Biografia
Joan de Beauvoir de Havilland (22 de outubro de 1917 - 15 de dezembro de 2013), conhecida profissionalmente como Joan Fontaine, foi uma atriz anglo-americana mais conhecida por seus papéis principais em filmes de Hollywood durante a "Era de Ouro". Ela nasceu em Tóquio, Japão, no que ficou conhecido como Acordo Internacional. Seu pai era um advogado de patentes britânico com uma prática lucrativa no Japão, mas devido às doenças recorrentes de Joan e da irmã mais velha, Olivia de Havilland, a família mudou-se para a Califórnia na esperança de melhorar sua saúde. A Sra. de Havilland e as duas meninas se estabeleceram em Saratoga enquanto o pai voltou a trabalhar no Japão. Os pais de Joan não se davam bem e logo se divorciaram. A Sra. de Havilland desejava ser atriz, mas seus sonhos foram restringidos quando ela se casou, mas agora ela esperava transmitir seu sonho para Olivia e Joan.

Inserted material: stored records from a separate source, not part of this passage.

use axum::Json;
use axum::extract::{Extension, Path, State};
use axum::http::StatusCode;
use uuid::Uuid;

use custodia_core::UserIdentity;
use custodia_domain::RoleId;

use super::parse_permission;
use crate::dto::{
    CreateRoleRequest, GroupMemberRequest, RoleGroupRequest, RolePermissionRequest, RoleResponse,
};
use crate::error::ApiResult;
use crate::state::AppState;

pub async fn list_roles_handler(
    State(state): State<AppState>,
    Extension(user): Extension<UserIdentity>,
) -> ApiResult<Json<Vec<RoleResponse>>> {
    let roles = state
        .role_service
        .list_roles(&user)
        .await?
        .into_iter()
        .map(RoleResponse::from)
        .collect();

    Ok(Json(roles))
}

pub async fn create_role_handler(
    State(state): State<AppState>,
    Extension(user): Extension<UserIdentity>,
    Json(payload): Json<CreateRoleRequest>,
) -> ApiResult<(StatusCode, Json<RoleResponse>)> {
    let role = state
        .role_service
        .create_role(&user, payload.label.as_str())
        .await?;

    Ok((StatusCode::CREATED, Json(RoleResponse::from(role))))
}

pub async fn get_role_handler(
    State(state): State<AppState>,
    Extension(user): Extension<UserIdentity>,
    Path(role_id): Path<Uuid>,
) -> ApiResult<Json<RoleResponse>> {
    let role = state
        .role_service
        .get_role(&user, RoleId::from_uuid(role_id))
        .await?;

    Ok(Json(RoleResponse::from(role)))
}

pub async fn delete_role_handler(
    State(state): State<AppState>,
    Extension(user): Extension<UserIdentity>,
    Path(role_id): Path<Uuid>,
) -> ApiResult<StatusCode> {
    state
        .role_service
        .delete_role(&user, RoleId::from_uuid(role_id))
        .await?;

    Ok(StatusCode::NO_CONTENT)
}

pub async fn grant_role_permission_handler(
    State(state): State<AppState>,
    Extension(user): Extension<UserIdentity>,
    Path(role_id): Path<Uuid>,
    Json(payload): Json<RolePermissionRequest>,
) -> ApiResult<Json<RoleResponse>> {
    let permission = parse_permission(payload.permission.as_str())?;
    let role = state
        .role_service
        .grant_permission(&user, RoleId::from_uuid(role_id), &permission)
        .await?;

    Ok(Json(RoleResponse::from(role)))
}

pub async fn revoke_role_permission_handler(
    State(state): State<AppState>,
    Extension(user): Extension<UserIdentity>,
    Path((role_id, permission)): Path<(Uuid, String)>,
) -> ApiResult<Json<RoleResponse>> {
    let permission = parse_permission(permission.as_str())?;
    let role = state
        .role_service
        .revoke_permission(&user, RoleId::from_uuid(role_id), &permission)
        .await?;

    Ok(Json(RoleResponse::from(role)))
}

pub async fn add_role_group_handler(
    State(state): State<AppState>,
    Extension(user): Extension<UserIdentity>,
    Path(role_id): Path<Uuid>,
    Json(payload): Json<RoleGroupRequest>,
) -> ApiResult<Json<RoleResponse>> {
    let role = state
        .role_service
        .add_group(&user, RoleId::from_uuid(role_id), payload.group.as_str())
        .await?;

    Ok(Json(RoleResponse::from(role)))
}

pub async fn remove_role_group_handler(
    State(state): State<AppState>,
    Extension(user): Extension<UserIdentity>,
    Path((role_id, group)): Path<(Uuid, String)>,
) -> ApiResult<Json<RoleResponse>> {
    let role = state
        .role_service
        .remove_group(&user, RoleId::from_uuid(role_id), group.as_str())
        .await?;

    Ok(Json(RoleResponse::from(role)))
}

pub async fn list_group_members_handler(
    State(state): State<AppState>,
    Extension(user): Extension<UserIdentity>,
    Path(group): Path<String>,
) -> ApiResult<Json<Vec<String>>> {
    let members = state
        .role_service
        .list_group_members(&user, group.as_str())
        .await?;

    Ok(Json(members))
}

pub async fn add_group_member_handler(
    State(state): State<AppState>,
    Extension(user): Extension<UserIdentity>,
    Path(group): Path<String>,
    Json(payload): Json<GroupMemberRequest>,
) -> ApiResult<StatusCode> {
    state
        .role_service
        .add_group_member(&user, group.as_str(), payload.subject.as_str())
        .await?;

    Ok(StatusCode::NO_CONTENT)
}

pub async fn remove_group_member_handler(
    State(state): State<AppState>,
    Extension(user): Extension<UserIdentity>,
    Path((group, subject)): Path<(String, String)>,
) -> ApiResult<StatusCode> {
    state
        .role_service
        .remove_group_member(&user, group.as_str(), subject.as_str())
        .await?;

    Ok(StatusCode::NO_CONTENT)
}
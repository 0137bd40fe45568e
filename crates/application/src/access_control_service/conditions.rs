use std::collections::{HashMap, HashSet};
use std::future::Future;
use std::pin::Pin;

use custodia_core::AppResult;
use custodia_domain::{ObjectRef, RelationPath};
use tracing::{debug, warn};

use crate::{ModelPermissionRegistry, RelatedObjectResolver};

/// Maximum number of inheritance hops followed from a candidate object.
pub const MAX_INHERITANCE_DEPTH: usize = 32;

pub(super) type BoxFuture<'a, T> = Pin<Box<dyn Future<Output = T> + Send + 'a>>;

/// Inclusion condition over the set of objects a user holds a permission on.
#[derive(Debug, Clone, PartialEq, Eq)]
pub enum AclCondition {
    /// Holds when an entry grants the permission on this object.
    Granted(ObjectRef),
    /// A relation along the path is not set; never holds.
    Unreachable,
    /// Holds when any branch holds.
    Any(Vec<AclCondition>),
    /// Holds when every branch holds; an empty list never holds.
    All(Vec<AclCondition>),
}

impl AclCondition {
    /// Evaluates the condition against the objects carrying a matching entry.
    #[must_use]
    pub fn evaluate(&self, granted: &HashSet<ObjectRef>) -> bool {
        match self {
            Self::Granted(object) => granted.contains(object),
            Self::Unreachable => false,
            Self::Any(branches) => branches.iter().any(|branch| branch.evaluate(granted)),
            Self::All(branches) => {
                !branches.is_empty() && branches.iter().all(|branch| branch.evaluate(granted))
            }
        }
    }

    /// Returns every object the condition mentions.
    #[must_use]
    pub fn referenced_objects(&self) -> Vec<&ObjectRef> {
        let mut objects = Vec::new();
        self.collect_objects(&mut objects);
        objects
    }

    fn collect_objects<'a>(&'a self, objects: &mut Vec<&'a ObjectRef>) {
        match self {
            Self::Granted(object) => objects.push(object),
            Self::Unreachable => {}
            Self::Any(branches) | Self::All(branches) => {
                for branch in branches {
                    branch.collect_objects(objects);
                }
            }
        }
    }
}

/// Builds the inheritance condition of one candidate object.
///
/// The first level of declared paths is combined with OR. Below it, the
/// entry of an ancestor and the conditions of its own declared paths are
/// combined with AND per path, and sibling paths with OR.
///
/// A path that leads back to an object already on the chain, or past
/// [`MAX_INHERITANCE_DEPTH`] hops, is cut and treated like an unset
/// relation.
pub(super) struct AclConditionBuilder<'a> {
    registry: &'a ModelPermissionRegistry,
    resolver: &'a dyn RelatedObjectResolver,
}

/// Walk state of one candidate: the chain being expanded and the ancestors
/// whose conditions did not depend on a cut.
#[derive(Default)]
struct Walk {
    chain: Vec<ObjectRef>,
    expanded: HashMap<ObjectRef, Vec<AclCondition>>,
}

struct Expansion {
    conditions: Vec<AclCondition>,
    cut: bool,
}

impl Expansion {
    fn cut() -> Self {
        Self {
            conditions: vec![AclCondition::Unreachable],
            cut: true,
        }
    }
}

impl<'a> AclConditionBuilder<'a> {
    pub(super) fn new(
        registry: &'a ModelPermissionRegistry,
        resolver: &'a dyn RelatedObjectResolver,
    ) -> Self {
        Self { registry, resolver }
    }

    pub(super) async fn build(&self, object: &ObjectRef) -> AppResult<AclCondition> {
        let mut branches = vec![AclCondition::Granted(object.clone())];
        let mut walk = Walk {
            chain: vec![object.clone()],
            ..Walk::default()
        };

        let mut relation_branches = Vec::new();
        for path in self.registry.get_inheritances(object.model())? {
            let related = self.resolve_path(object, path).await?;
            let expansion = self.path_conditions(&mut walk, related).await?;
            relation_branches.push(AclCondition::Any(expansion.conditions));
        }

        if !relation_branches.is_empty() {
            branches.push(AclCondition::Any(relation_branches));
        }

        Ok(AclCondition::Any(branches))
    }

    fn path_conditions<'s>(
        &'s self,
        walk: &'s mut Walk,
        related: Option<ObjectRef>,
    ) -> BoxFuture<'s, AppResult<Expansion>> {
        Box::pin(async move {
            let Some(related) = related else {
                return Ok(Expansion {
                    conditions: vec![AclCondition::Unreachable],
                    cut: false,
                });
            };

            if walk.chain.contains(&related) {
                debug!(object = %related, "inheritance chain revisits an object");
                return Ok(Expansion::cut());
            }
            if walk.chain.len() > MAX_INHERITANCE_DEPTH {
                warn!(
                    object = %related,
                    limit = MAX_INHERITANCE_DEPTH,
                    "inheritance chain exceeds the depth limit"
                );
                return Ok(Expansion::cut());
            }
            if let Some(conditions) = walk.expanded.get(&related) {
                return Ok(Expansion {
                    conditions: conditions.clone(),
                    cut: false,
                });
            }

            walk.chain.push(related.clone());
            let mut conditions = vec![AclCondition::Granted(related.clone())];
            let mut relation_branches = Vec::new();
            let mut cut = false;
            for path in self.registry.get_inheritances(related.model())? {
                let next = self.resolve_path(&related, path).await?;
                let nested = self.path_conditions(&mut *walk, next).await?;
                cut |= nested.cut;
                relation_branches.push(AclCondition::All(nested.conditions));
            }
            walk.chain.pop();

            if !relation_branches.is_empty() {
                conditions.push(AclCondition::Any(relation_branches));
            }
            if !cut {
                walk.expanded.insert(related, conditions.clone());
            }

            Ok(Expansion { conditions, cut })
        })
    }

    pub(super) async fn resolve_path(
        &self,
        object: &ObjectRef,
        path: &RelationPath,
    ) -> AppResult<Option<ObjectRef>> {
        let mut current = object.clone();
        for hop in path.hops() {
            match self.resolver.resolve_related(&current, hop).await? {
                Some(next) => current = next,
                None => return Ok(None),
            }
        }

        Ok(Some(current))
    }
}
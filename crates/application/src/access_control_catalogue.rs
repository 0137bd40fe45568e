//! Permissions guarding the access control administration itself.

use custodia_core::AppResult;
use custodia_domain::{ModelType, PermissionId};

use crate::ModelPermissionRegistryBuilder;

/// Namespace of object-level access control permissions.
pub const ACLS_NAMESPACE: &str = "acls";
/// Namespace of role administration permissions.
pub const PERMISSIONS_NAMESPACE: &str = "permissions";

/// Permission to grant and revoke object-level entries.
pub fn acl_edit() -> AppResult<PermissionId> {
    PermissionId::new(ACLS_NAMESPACE, "acl_edit")
}

/// Permission to inspect object-level entries.
pub fn acl_view() -> AppResult<PermissionId> {
    PermissionId::new(ACLS_NAMESPACE, "acl_view")
}

/// Permission to create roles.
pub fn role_create() -> AppResult<PermissionId> {
    PermissionId::new(PERMISSIONS_NAMESPACE, "role_create")
}

/// Permission to delete roles.
pub fn role_delete() -> AppResult<PermissionId> {
    PermissionId::new(PERMISSIONS_NAMESPACE, "role_delete")
}

/// Permission to change role permissions, groups and group members.
pub fn role_edit() -> AppResult<PermissionId> {
    PermissionId::new(PERMISSIONS_NAMESPACE, "role_edit")
}

/// Permission to list roles.
pub fn role_view() -> AppResult<PermissionId> {
    PermissionId::new(PERMISSIONS_NAMESPACE, "role_view")
}

/// Model type of roles.
pub fn role_model() -> AppResult<ModelType> {
    ModelType::new(PERMISSIONS_NAMESPACE, "role")
}

/// Declares the administration namespaces and permissions.
///
/// Roles themselves are access controlled, so the role model is registered
/// with both families of permissions.
pub fn register_access_control_permissions(
    builder: &mut ModelPermissionRegistryBuilder,
) -> AppResult<()> {
    let acls = builder.register_namespace(ACLS_NAMESPACE, "Access control lists")?;
    builder.register_permission(&acls, "acl_edit", "Edit ACLs")?;
    builder.register_permission(&acls, "acl_view", "View ACLs")?;

    let permissions = builder.register_namespace(PERMISSIONS_NAMESPACE, "Permissions")?;
    builder.register_permission(&permissions, "role_create", "Create roles")?;
    builder.register_permission(&permissions, "role_delete", "Delete roles")?;
    builder.register_permission(&permissions, "role_edit", "Edit roles")?;
    builder.register_permission(&permissions, "role_view", "View roles")?;

    builder.register(
        &role_model()?,
        &[
            acl_edit()?,
            acl_view()?,
            role_delete()?,
            role_edit()?,
            role_view()?,
        ],
    )?;

    Ok(())
}
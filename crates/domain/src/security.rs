use std::str::FromStr;

use custodia_core::AppError;
use serde::{Deserialize, Serialize};

/// Reason a user holds a permission without consulting object-level entries.
#[derive(Debug, Clone, Copy, PartialEq, Eq, Hash, Serialize, Deserialize)]
#[serde(rename_all = "snake_case")]
pub enum AccessLevel {
    /// One of the user's roles grants the permission globally.
    RoleGrant,
    /// Superusers bypass every permission check.
    SuperuserOverride,
    /// Staff users bypass every permission check.
    StaffOverride,
}

impl AccessLevel {
    /// Returns a stable label for logs and responses.
    #[must_use]
    pub fn as_str(&self) -> &'static str {
        match self {
            Self::RoleGrant => "role_grant",
            Self::SuperuserOverride => "superuser_override",
            Self::StaffOverride => "staff_override",
        }
    }
}

/// Stable audit actions emitted by application use-cases.
#[derive(Debug, Clone, Copy, PartialEq, Eq, Hash, Serialize, Deserialize)]
#[serde(rename_all = "snake_case")]
pub enum AuditAction {
    /// Emitted when the first permission of a role is granted on an object.
    AclCreated,
    /// Emitted when an existing object entry gains or loses a permission.
    AclEdited,
    /// Emitted when the last permission of an object entry is revoked.
    AclDeleted,
    /// Emitted when a role is created.
    RoleCreated,
    /// Emitted when a role is deleted.
    RoleDeleted,
    /// Emitted when role permissions or groups change.
    RoleEdited,
    /// Emitted when a subject joins or leaves a group.
    GroupMembershipChanged,
}

impl AuditAction {
    /// Returns a stable storage value for this action.
    #[must_use]
    pub fn as_str(&self) -> &'static str {
        match self {
            Self::AclCreated => "acls.acl_created",
            Self::AclEdited => "acls.acl_edited",
            Self::AclDeleted => "acls.acl_deleted",
            Self::RoleCreated => "permissions.role_created",
            Self::RoleDeleted => "permissions.role_deleted",
            Self::RoleEdited => "permissions.role_edited",
            Self::GroupMembershipChanged => "user_management.group_membership_changed",
        }
    }
}

impl FromStr for AuditAction {
    type Err = AppError;

    fn from_str(value: &str) -> Result<Self, Self::Err> {
        match value {
            "acls.acl_created" => Ok(Self::AclCreated),
            "acls.acl_edited" => Ok(Self::AclEdited),
            "acls.acl_deleted" => Ok(Self::AclDeleted),
            "permissions.role_created" => Ok(Self::RoleCreated),
            "permissions.role_deleted" => Ok(Self::RoleDeleted),
            "permissions.role_edited" => Ok(Self::RoleEdited),
            "user_management.group_membership_changed" => Ok(Self::GroupMembershipChanged),
            _ => Err(AppError::Validation(format!(
                "unknown audit action value '{value}'"
            ))),
        }
    }
}
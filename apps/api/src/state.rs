use std::sync::Arc;

use custodia_application::{
    AccessControlListAdminService, AccessControlListService, AuthorizationService,
    ObjectRelationRepository, RoleService,
};

use crate::api_config::IdentityConfig;

/// Shared application state.
#[derive(Clone)]
pub struct AppState {
    pub acl_service: AccessControlListService,
    pub acl_admin_service: AccessControlListAdminService,
    pub role_service: RoleService,
    pub authorization_service: AuthorizationService,
    pub relation_repository: Arc<dyn ObjectRelationRepository>,
    pub identity: Arc<IdentityConfig>,
}
//! Application services and ports.

#![forbid(unsafe_code)]

pub mod access_control_catalogue;

mod access_control_admin_service;
mod access_control_ports;
mod access_control_service;
mod authorization_service;
mod permission_registry;
mod role_service;

#[cfg(test)]
mod test_support;

pub use access_control_admin_service::AccessControlListAdminService;
pub use access_control_ports::{
    AccessControlListRepository, AuditEvent, AuditLogEntry, AuditLogQuery, AuditLogRepository,
    AuditRepository, ObjectRelationRepository, RelatedObjectResolver, RoleRepository,
};
pub use access_control_service::{
    AccessCheck, AccessControlListService, AccessExplanation, AclChange, AclCondition,
    AclMutation, DenialPresentation, MAX_INHERITANCE_DEPTH,
};
pub use authorization_service::AuthorizationService;
pub use permission_registry::{ModelPermissionRegistry, ModelPermissionRegistryBuilder};
pub use role_service::RoleService;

Enquanto Olivia seguia carreira nos palcos, Joan voltou para Tóquio, onde frequentou a Escola Americana. Em 1934 ela voltou para a Califórnia, onde sua irmã já estava se destacando nos palcos. Joan também se juntou a um grupo de teatro em San Jose e depois em Los Angeles para tentar a sorte lá. Depois de se mudar para Los Angeles, Joan adotou o nome de Joan Burfield porque não queria infringir Olivia, que usava o sobrenome da família. Ela fez testes na MGM e ganhou um pequeno papel em No More Ladies (1935), mas quase não foi notada e Joan ficou inativa por um ano e meio. Durante esse período ela morou com Olivia, que estava tendo muito mais sucesso no cinema.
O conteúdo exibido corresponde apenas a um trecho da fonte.